Material for the task:
Segment Open
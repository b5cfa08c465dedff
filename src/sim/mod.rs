//! Deterministic simulation module
//!
//! All gameplay logic lives here. This module must be pure and deterministic:
//! - The host supplies the timestamp; nothing reads a clock
//! - Seeded RNG only, carried inside `GameState`
//! - Stable iteration order (by insertion)
//! - No rendering, audio or platform dependencies

pub mod boss;
pub mod enemy;
pub mod evasion;
pub mod event;
pub mod gate;
pub mod geometry;
pub mod layout;
pub mod run;
pub mod shop;
pub mod spawn;
pub mod state;
pub mod tick;

pub use evasion::{finish_evasion, process_evasion_tick};
pub use event::{SoundEffect, VfxEvent, VfxKind};
pub use layout::{EnemySpawn, ParsedLayout, export_layout, parse_layout};
pub use run::{finish_tutorial, leave_shop, new_run, start_level};
pub use shop::{ShopError, purchase, reroll};
pub use state::{
    AnomalyKind, Boss, BossKind, Enemy, EnemyBehavior, GameState, GameStatus, MatterType, Pickup, PickupKind,
    Segment, UpgradeKind, Wall, WallKind,
};
pub use tick::{Fatal, TickInput, TickOutput, process_game_tick};
//! Grid geometry helpers
//!
//! Pure functions plus `WallMap`, a per-cell index over the wall list used by
//! every collision and placement query.

use glam::{IVec2, Vec2};

use super::state::{Wall, WallKind};
use crate::consts::*;

/// The four movement directions, in a fixed order
pub const CARDINALS: [IVec2; 4] = [IVec2::NEG_Y, IVec2::X, IVec2::Y, IVec2::NEG_X];

/// Euclidean distance between two cells
#[inline]
pub fn distance(a: IVec2, b: IVec2) -> f32 {
    a.as_vec2().distance(b.as_vec2())
}

#[inline]
pub fn in_bounds(p: IVec2) -> bool {
    p.x >= 0 && p.x < GRID_WIDTH && p.y >= 0 && p.y < GRID_HEIGHT
}

#[inline]
pub fn is_perimeter(p: IVec2) -> bool {
    in_bounds(p) && (p.x == 0 || p.y == 0 || p.x == GRID_WIDTH - 1 || p.y == GRID_HEIGHT - 1)
}

/// Even-odd ray cast; points exactly on an edge may land either way
pub fn point_in_polygon(point: Vec2, polygon: &[Vec2]) -> bool {
    if polygon.len() < 3 {
        return false;
    }
    let mut inside = false;
    let mut j = polygon.len() - 1;
    for i in 0..polygon.len() {
        let (pi, pj) = (polygon[i], polygon[j]);
        if (pi.y > point.y) != (pj.y > point.y)
            && point.x < (pj.x - pi.x) * (point.y - pi.y) / (pj.y - pi.y) + pi.x
        {
            inside = !inside;
        }
        j = i;
    }
    inside
}

/// Integer rectangle overlap (positions are top-left corners)
#[inline]
pub fn aabb_overlap(a_pos: IVec2, a_size: IVec2, b_pos: IVec2, b_size: IVec2) -> bool {
    a_pos.x < b_pos.x + b_size.x
        && b_pos.x < a_pos.x + a_size.x
        && a_pos.y < b_pos.y + b_size.y
        && b_pos.y < a_pos.y + a_size.y
}

/// Continuous rectangle overlap, used by the evasion run
#[inline]
pub fn aabb_overlap_f(a_pos: Vec2, a_size: Vec2, b_pos: Vec2, b_size: Vec2) -> bool {
    a_pos.x < b_pos.x + b_size.x
        && b_pos.x < a_pos.x + a_size.x
        && a_pos.y < b_pos.y + b_size.y
        && b_pos.y < a_pos.y + a_size.y
}

/// Axis-dominant single step from `from` toward `to` (zero when equal)
pub fn step_toward(from: IVec2, to: IVec2) -> IVec2 {
    let delta = to - from;
    if delta == IVec2::ZERO {
        IVec2::ZERO
    } else if delta.x.abs() >= delta.y.abs() {
        IVec2::new(delta.x.signum(), 0)
    } else {
        IVec2::new(0, delta.y.signum())
    }
}

/// The secondary axis step toward `to`, for when the dominant one is blocked
pub fn secondary_step_toward(from: IVec2, to: IVec2) -> IVec2 {
    let delta = to - from;
    if delta.x.abs() >= delta.y.abs() {
        IVec2::new(0, delta.y.signum())
    } else {
        IVec2::new(delta.x.signum(), 0)
    }
}

/// Per-cell lookup of which wall (if any) covers a cell
#[derive(Debug, Clone)]
pub struct WallMap {
    cells: Vec<Option<u16>>,
}

impl WallMap {
    pub fn new(walls: &[Wall]) -> Self {
        let mut cells = vec![None; (GRID_WIDTH * GRID_HEIGHT) as usize];
        for (idx, wall) in walls.iter().enumerate() {
            for cell in wall.cells() {
                if in_bounds(cell) {
                    cells[(cell.y * GRID_WIDTH + cell.x) as usize] = Some(idx as u16);
                }
            }
        }
        Self { cells }
    }

    /// Index into the wall list of the wall covering `p`
    pub fn wall_index(&self, p: IVec2) -> Option<usize> {
        if !in_bounds(p) {
            return None;
        }
        self.cells[(p.y * GRID_WIDTH + p.x) as usize].map(usize::from)
    }

    pub fn wall_at<'a>(&self, walls: &'a [Wall], p: IVec2) -> Option<&'a Wall> {
        self.wall_index(p).and_then(|i| walls.get(i))
    }

    pub fn kind_at(&self, walls: &[Wall], p: IVec2) -> Option<WallKind> {
        self.wall_at(walls, p).map(|w| w.kind)
    }

    /// True for walls of any kind and for cells off the board
    pub fn is_blocked(&self, p: IVec2) -> bool {
        !in_bounds(p) || self.wall_index(p).is_some()
    }

    /// True if no wall covers any cell of the `size` square at `pos`
    pub fn area_clear(&self, pos: IVec2, size: IVec2) -> bool {
        (pos.y..pos.y + size.y).all(|y| (pos.x..pos.x + size.x).all(|x| !self.is_blocked(IVec2::new(x, y))))
    }
}
//! Serpent Core - simulation core of a grid arcade game
//!
//! Core modules:
//! - `sim`: Deterministic simulation (chassis, matter, enemies, bosses, evasion run)
//! - `levels`: Level descriptors and procedural level scaling
//! - `tuning`: Data-driven game balance
//! - `audio`: Host-side sound dispatch for the effects a tick emits

pub mod audio;
pub mod levels;
pub mod sim;
pub mod tuning;

pub use levels::LevelData;
pub use tuning::Tuning;

use glam::IVec2;

/// Game configuration constants
pub mod consts {
    /// Board dimensions (cells)
    pub const GRID_WIDTH: i32 = 40;
    pub const GRID_HEIGHT: i32 = 30;
    pub const GRID_CENTER: (i32, i32) = (GRID_WIDTH / 2, GRID_HEIGHT / 2);

    /// Clearance radius for chassis placement, and the degraded retry radius
    pub const SAFE_START_RADIUS: i32 = 4;
    pub const SAFE_START_FALLBACK_RADIUS: i32 = 2;
    /// Placement used when no clear area exists anywhere
    pub const FALLBACK_START: (i32, i32) = (5, 5);
    /// A start candidate this close to the centre ends the search early
    pub const GOOD_ENOUGH_START_DISTANCE: f32 = 5.0;

    /// Enemy trail history (render only)
    pub const ENEMY_TRAIL_LENGTH: usize = 8;
    /// Breadth-first search depth for chasing enemies
    pub const CHASE_SEARCH_DEPTH: usize = 15;

    /// Exit portal footprint and minimum distance from the head
    pub const PORTAL_SIZE: i32 = 2;
    pub const PORTAL_MIN_DISTANCE: f32 = 15.0;

    /// Level ids
    pub const TUTORIAL_LEVEL: u32 = 0;
    pub const BOSS_LEVEL_INTERVAL: u32 = 5;
    pub const CUSTOM_LEVEL_ID: u32 = 999;

    /// Consecutive fills that trigger chain upgrades
    pub const CHAIN_THRESHOLD: u32 = 3;

    /// Evasion run fixed step (ms)
    pub const EVASION_STEP_MS: u64 = 30;
}

/// Board centre as a grid point
#[inline]
pub fn grid_center() -> IVec2 {
    IVec2::new(consts::GRID_CENTER.0, consts::GRID_CENTER.1)
}

/// True if the level id is a boss arena
#[inline]
pub fn is_boss_level(level_id: u32) -> bool {
    level_id > 0
        && level_id != consts::CUSTOM_LEVEL_ID
        && level_id.is_multiple_of(consts::BOSS_LEVEL_INTERVAL)
}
Segment Closed
What you are asked to do: Copy out the lines of the records above in which the string "dominant" appears.

Response box:
/// Axis-dominant single step from `from` toward `to` (zero when equal)
/// The secondary axis step toward `to`, for when the dominant one is blocked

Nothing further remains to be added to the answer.